Potential energy surfaces for HenNe+ ions: ab initio and diatomics-in-molecule results.

The Journal of chemical physics

Jeonghee Seong, Andreas Rohrbacher, Zhi Ru Li, Kenneth C Janda, Fu-Ming Tao, Fernand Spiegelman, Nadine Halberstadt

Affiliations

  1. Department of Chemistry and Institute of Surface and Interface Science, University of California at Irvine, Irvine, California 92697-2025, USA.

PMID: 15267656 DOI: 10.1063/1.1665271

Abstract

The potential energy surface of He2Ne+ has been reinvestigated using a combination of ab initio and diatomics-in-molecule (DIM) calculations. In contrast to the reports of two recent studies the ion is found to have an asymmetric linear He-Ne-He structure, with no barrier to formation from the separated atoms on the ground-state surface. The He-Ne+ bond lengths at the potential minimum are 1.51 and 1.81 A, and the total bonding energy is 0.717 eV. Comparing the He2Ne+ energy to that of HeNe+, the bonding energy for the second helium atom is 0.06 eV, about 10% of that of the first He atom.
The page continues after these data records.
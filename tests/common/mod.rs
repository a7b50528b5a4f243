//! In-memory wallet and registry used by the integration tests.
#![allow(dead_code)]

use std::cell::{Cell, RefCell};
use std::collections::{HashMap, HashSet};
use std::rc::Rc;
use std::time::Duration;

use aadhaar_proof_registry::config::RegistryConfig;
use aadhaar_proof_registry::contracts::abi::{
    allProofsCall, getUserProofsCall, submitProofCall, ProofRecord,
};
use aadhaar_proof_registry::contracts::ContractGateway;
use aadhaar_proof_registry::error::{ProofError, ProviderError};
use aadhaar_proof_registry::proof::{Proof, ProofGenerator, ProofRequest};
use aadhaar_proof_registry::wallet::provider::methods;
use aadhaar_proof_registry::wallet::{
    EventKind, Listener, ListenerId, ProviderEvent, WalletGateway, WalletProvider,
};
use aadhaar_proof_registry::{Address, ChainId};
use alloy_primitives::{keccak256, B256, U256};
use alloy_sol_types::SolCall;
use async_trait::async_trait;
use serde_json::{json, Value};

pub const SEPOLIA: ChainId = ChainId(11_155_111);
pub const MAINNET: ChainId = ChainId(1);

pub fn account() -> Address { Address::with_last_byte(0xa1) }

pub fn other_account() -> Address { Address::with_last_byte(0xb2) }

/// Fast polling so receipt waits stay short.
pub fn test_config() -> RegistryConfig {
    let mut config = RegistryConfig::default();
    config.receipt_poll_interval_ms = 1;
    config
}

pub struct MockWallet {
    pub accounts: RefCell<Vec<Address>>,
    /// Whether `eth_accounts` reports the accounts without a prompt.
    pub authorized: Cell<bool>,
    pub chain: Cell<ChainId>,
    pub known_chains: RefCell<HashSet<u64>>,
    pub reject_accounts: Cell<bool>,
    pub reject_switch: Cell<bool>,
    pub reject_transactions: Cell<bool>,
    /// Runtime code at the registry address; `"0x"` means nothing deployed.
    pub code: RefCell<String>,
    /// When false, every `eth_call` returns empty data.
    pub implements_interface: Cell<bool>,
    /// Receipt polls answered with `null` before the receipt shows up.
    pub pending_polls: Cell<u32>,
    /// Clears the accounts as soon as a transaction is sent.
    pub disconnect_on_send: Cell<bool>,
    registry: RefCell<HashSet<B256>>,
    user_proofs: RefCell<HashMap<Address, Vec<ProofRecord>>>,
    receipts: RefCell<HashMap<B256, bool>>,
    sent: Cell<u64>,
    log: RefCell<Vec<String>>,
    listeners: RefCell<Vec<(ListenerId, EventKind, Listener)>>,
    next_listener: Cell<ListenerId>,
}

impl MockWallet {
    /// One account, on Sepolia, with a working registry deployed.
    pub fn new() -> Self {
        Self {
            accounts: RefCell::new(vec![account()]),
            authorized: Cell::new(false),
            chain: Cell::new(SEPOLIA),
            known_chains: RefCell::new([MAINNET.0, SEPOLIA.0].into_iter().collect()),
            reject_accounts: Cell::new(false),
            reject_switch: Cell::new(false),
            reject_transactions: Cell::new(false),
            code: RefCell::new("0x6080604052".to_string()),
            implements_interface: Cell::new(true),
            pending_polls: Cell::new(0),
            disconnect_on_send: Cell::new(false),
            registry: RefCell::new(HashSet::new()),
            user_proofs: RefCell::new(HashMap::new()),
            receipts: RefCell::new(HashMap::new()),
            sent: Cell::new(0),
            log: RefCell::new(Vec::new()),
            listeners: RefCell::new(Vec::new()),
            next_listener: Cell::new(1),
        }
    }

    pub fn on_chain(self, chain: ChainId) -> Self {
        self.chain.set(chain);
        self
    }

    pub fn requests(&self) -> Vec<String> { self.log.borrow().clone() }

    pub fn count(&self, method: &str) -> usize {
        self.log.borrow().iter().filter(|m| m.as_str() == method).count()
    }

    pub fn clear_log(&self) { self.log.borrow_mut().clear(); }

    pub fn registered(&self) -> usize { self.registry.borrow().len() }

    pub fn listener_count(&self) -> usize { self.listeners.borrow().len() }

    /// Delivers `event` to every matching listener, as the wallet would.
    pub fn emit(&self, event: ProviderEvent) {
        if let ProviderEvent::AccountsChanged(accounts) = &event {
            *self.accounts.borrow_mut() = accounts.clone();
        }
        let targets: Vec<Listener> = self
            .listeners
            .borrow()
            .iter()
            .filter(|(_, kind, _)| *kind == event.kind())
            .map(|(_, _, listener)| Rc::clone(listener))
            .collect();
        for listener in targets {
            listener(&event);
        }
    }

    fn accounts_json(&self) -> Value {
        json!(self.accounts.borrow().iter().map(|a| a.to_string()).collect::<Vec<_>>())
    }

    fn call(&self, params: &Value) -> Result<Value, ProviderError> {
        if !self.implements_interface.get() {
            return Ok(json!("0x"));
        }
        let data = calldata(params)?;
        let output = if data.starts_with(&allProofsCall::SELECTOR) {
            let call = allProofsCall::abi_decode(&data, true).map_err(revert)?;
            let exists = self.registry.borrow().contains(&call.proofHash);
            allProofsCall::abi_encode_returns(&(exists,))
        } else if data.starts_with(&getUserProofsCall::SELECTOR) {
            let call = getUserProofsCall::abi_decode(&data, true).map_err(revert)?;
            let records = self.user_proofs.borrow().get(&call.user).cloned().unwrap_or_default();
            getUserProofsCall::abi_encode_returns(&(records,))
        } else {
            return Err(ProviderError::new(-32000, "execution reverted"));
        };
        Ok(json!(format!("0x{}", hex::encode(output))))
    }

    fn send_transaction(&self, params: &Value) -> Result<Value, ProviderError> {
        if self.reject_transactions.get() {
            return Err(ProviderError::new(
                4001,
                "MetaMask Tx Signature: User denied transaction signature.",
            ));
        }
        let from: Address = params[0]["from"]
            .as_str()
            .and_then(|s| s.parse().ok())
            .ok_or_else(|| ProviderError::new(-32602, "missing from"))?;
        let call = submitProofCall::abi_decode(&calldata(params)?, true).map_err(revert)?;

        let nonce = self.sent.get() + 1;
        self.sent.set(nonce);
        let tx_hash = keccak256(nonce.to_be_bytes());

        let fresh = self.registry.borrow_mut().insert(call.proofHash);
        if fresh {
            self.user_proofs.borrow_mut().entry(from).or_default().push(ProofRecord {
                proofHash: call.proofHash,
                timestamp: U256::from(1_700_000_000u64 + nonce),
                isValid: true,
            });
        }
        // resubmitting a known hash reverts on chain
        self.receipts.borrow_mut().insert(tx_hash, fresh);

        if self.disconnect_on_send.get() {
            self.emit(ProviderEvent::AccountsChanged(Vec::new()));
        }
        Ok(json!(tx_hash.to_string()))
    }

    fn receipt(&self, params: &Value) -> Result<Value, ProviderError> {
        let pending = self.pending_polls.get();
        if pending > 0 {
            self.pending_polls.set(pending - 1);
            return Ok(Value::Null);
        }
        let tx_hash: B256 = params[0]
            .as_str()
            .and_then(|s| s.parse().ok())
            .ok_or_else(|| ProviderError::new(-32602, "invalid transaction hash"))?;
        Ok(match self.receipts.borrow().get(&tx_hash) {
            Some(success) => json!({
                "transactionHash": tx_hash.to_string(),
                "status": if *success { "0x1" } else { "0x0" },
            }),
            None => Value::Null,
        })
    }

    fn switch_chain(&self, params: &Value) -> Result<Value, ProviderError> {
        if self.reject_switch.get() {
            return Err(ProviderError::user_rejected());
        }
        let requested = params[0]["chainId"].as_str().unwrap_or_default().to_string();
        let chain = ChainId::from_hex_quantity(&requested)
            .ok_or_else(|| ProviderError::new(-32602, "invalid chain id"))?;
        if !self.known_chains.borrow().contains(&chain.0) {
            return Err(ProviderError::unrecognized_chain(&requested));
        }
        self.chain.set(chain);
        self.emit(ProviderEvent::ChainChanged(chain));
        Ok(Value::Null)
    }

    fn add_chain(&self, params: &Value) -> Result<Value, ProviderError> {
        if self.reject_switch.get() {
            return Err(ProviderError::user_rejected());
        }
        let chain = params[0]["chainId"]
            .as_str()
            .and_then(ChainId::from_hex_quantity)
            .ok_or_else(|| ProviderError::new(-32602, "invalid chain id"))?;
        self.known_chains.borrow_mut().insert(chain.0);
        Ok(Value::Null)
    }
}

#[async_trait(?Send)]
impl WalletProvider for MockWallet {
    async fn request(&self, method: &str, params: Value) -> Result<Value, ProviderError> {
        self.log.borrow_mut().push(method.to_string());
        match method {
            methods::REQUEST_ACCOUNTS => {
                if self.reject_accounts.get() {
                    return Err(ProviderError::user_rejected());
                }
                self.authorized.set(true);
                Ok(self.accounts_json())
            }
            methods::ACCOUNTS if self.authorized.get() => Ok(self.accounts_json()),
            methods::ACCOUNTS => Ok(json!([])),
            methods::CHAIN_ID => Ok(json!(self.chain.get().to_hex_quantity())),
            methods::SWITCH_CHAIN => self.switch_chain(&params),
            methods::ADD_CHAIN => self.add_chain(&params),
            methods::GET_CODE => Ok(json!(self.code.borrow().clone())),
            methods::CALL => self.call(&params),
            methods::SEND_TRANSACTION => self.send_transaction(&params),
            methods::TRANSACTION_RECEIPT => self.receipt(&params),
            other => Err(ProviderError::new(-32601, format!("method {other} not supported"))),
        }
    }

    fn on(&self, kind: EventKind, listener: Listener) -> ListenerId {
        let id = self.next_listener.get();
        self.next_listener.set(id + 1);
        self.listeners.borrow_mut().push((id, kind, listener));
        id
    }

    fn remove_listener(&self, id: ListenerId) {
        self.listeners.borrow_mut().retain(|(existing, _, _)| *existing != id);
    }

    async fn pause(&self, _interval: Duration) { tokio::task::yield_now().await; }
}

fn calldata(params: &Value) -> Result<Vec<u8>, ProviderError> {
    let data = params[0]["data"].as_str().unwrap_or_default();
    hex::decode(data.trim_start_matches("0x")).map_err(|e| ProviderError::new(-32602, e.to_string()))
}

fn revert(err: alloy_sol_types::Error) -> ProviderError {
    ProviderError::new(-32000, format!("execution reverted: {err}"))
}

pub fn proof_value(nullifier: &str) -> Value {
    let pcd = json!({
        "type": "anon-aadhaar",
        "id": "c0ffee",
        "claim": { "pubKey": ["1", "2"], "signalHash": "7", "nullifierSeed": "1234" },
        "proof": {
            "nullifier": nullifier,
            "ageAbove18": "1",
            "gender": "77",
            "state": "0",
            "pincode": "0",
        },
    });
    json!({ "type": "anon-aadhaar", "pcd": pcd.to_string() })
}

pub fn sample_proof(nullifier: &str) -> Proof {
    Proof::try_from(proof_value(nullifier)).expect("sample proof is valid")
}

/// Prover double: answers with a fixed proof or a fixed failure.
pub struct StaticGenerator {
    pub outcome: RefCell<Result<Proof, ProofError>>,
    pub requests: RefCell<Vec<ProofRequest>>,
    /// Emitted on the wallet while "generating", to simulate the user
    /// disconnecting mid-flight.
    pub interrupt: RefCell<Option<(Rc<MockWallet>, ProviderEvent)>>,
}

impl StaticGenerator {
    pub fn succeeding(proof: Proof) -> Self {
        Self {
            outcome: RefCell::new(Ok(proof)),
            requests: RefCell::new(Vec::new()),
            interrupt: RefCell::new(None),
        }
    }

    pub fn failing(reason: &str) -> Self {
        let gen = Self::succeeding(sample_proof("0"));
        *gen.outcome.borrow_mut() = Err(ProofError::GenerationFailed(reason.to_string()));
        gen
    }
}

#[async_trait(?Send)]
impl ProofGenerator for StaticGenerator {
    async fn generate(&self, request: &ProofRequest) -> Result<Proof, ProofError> {
        self.requests.borrow_mut().push(request.clone());
        tokio::task::yield_now().await;
        let interrupt = self.interrupt.borrow_mut().take();
        if let Some((wallet, event)) = interrupt {
            wallet.emit(event);
        }
        self.outcome.borrow().clone()
    }
}

pub struct Harness {
    pub mock: Rc<MockWallet>,
    pub wallet: Rc<WalletGateway<MockWallet>>,
    pub contract: Rc<ContractGateway<MockWallet>>,
}

impl Harness {
    pub fn new(mock: MockWallet) -> Self {
        let config = test_config();
        let mock = Rc::new(mock);
        let wallet = Rc::new(WalletGateway::new(Some(Rc::clone(&mock)), config.network.clone()));
        let contract = Rc::new(ContractGateway::from_config(Rc::clone(&wallet), &config));
        Self { mock, wallet, contract }
    }
}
The saddle point between the two equivalent minima is a symmetric structure, 0.0074 eV above the potential minimum. A symmetric geometry becomes the overall potential minimum if the 2s hole on the Ne is excluded from the reference states of a multireference configuration interaction calculation. A DIM potential was created for the HenNe+ family of ions. The DIM potential is consistent with the asymmetric He2Ne+ ion serving as a core; it predicts a slightly more asymmetric geometry than the ab initio results. Additional helium atoms form five-membered rings around the bonds of the core ion to fill the first shell and then add to the ends of the cluster. The asymmetric core ion and the highly compact structure help to account for the lack of apparent shell structure in the mass spectrometry of HenNe+ clusters. Finally, we recommend that the value De=0.63+/-0.04 eV be adopted for the ground state of HeNe+.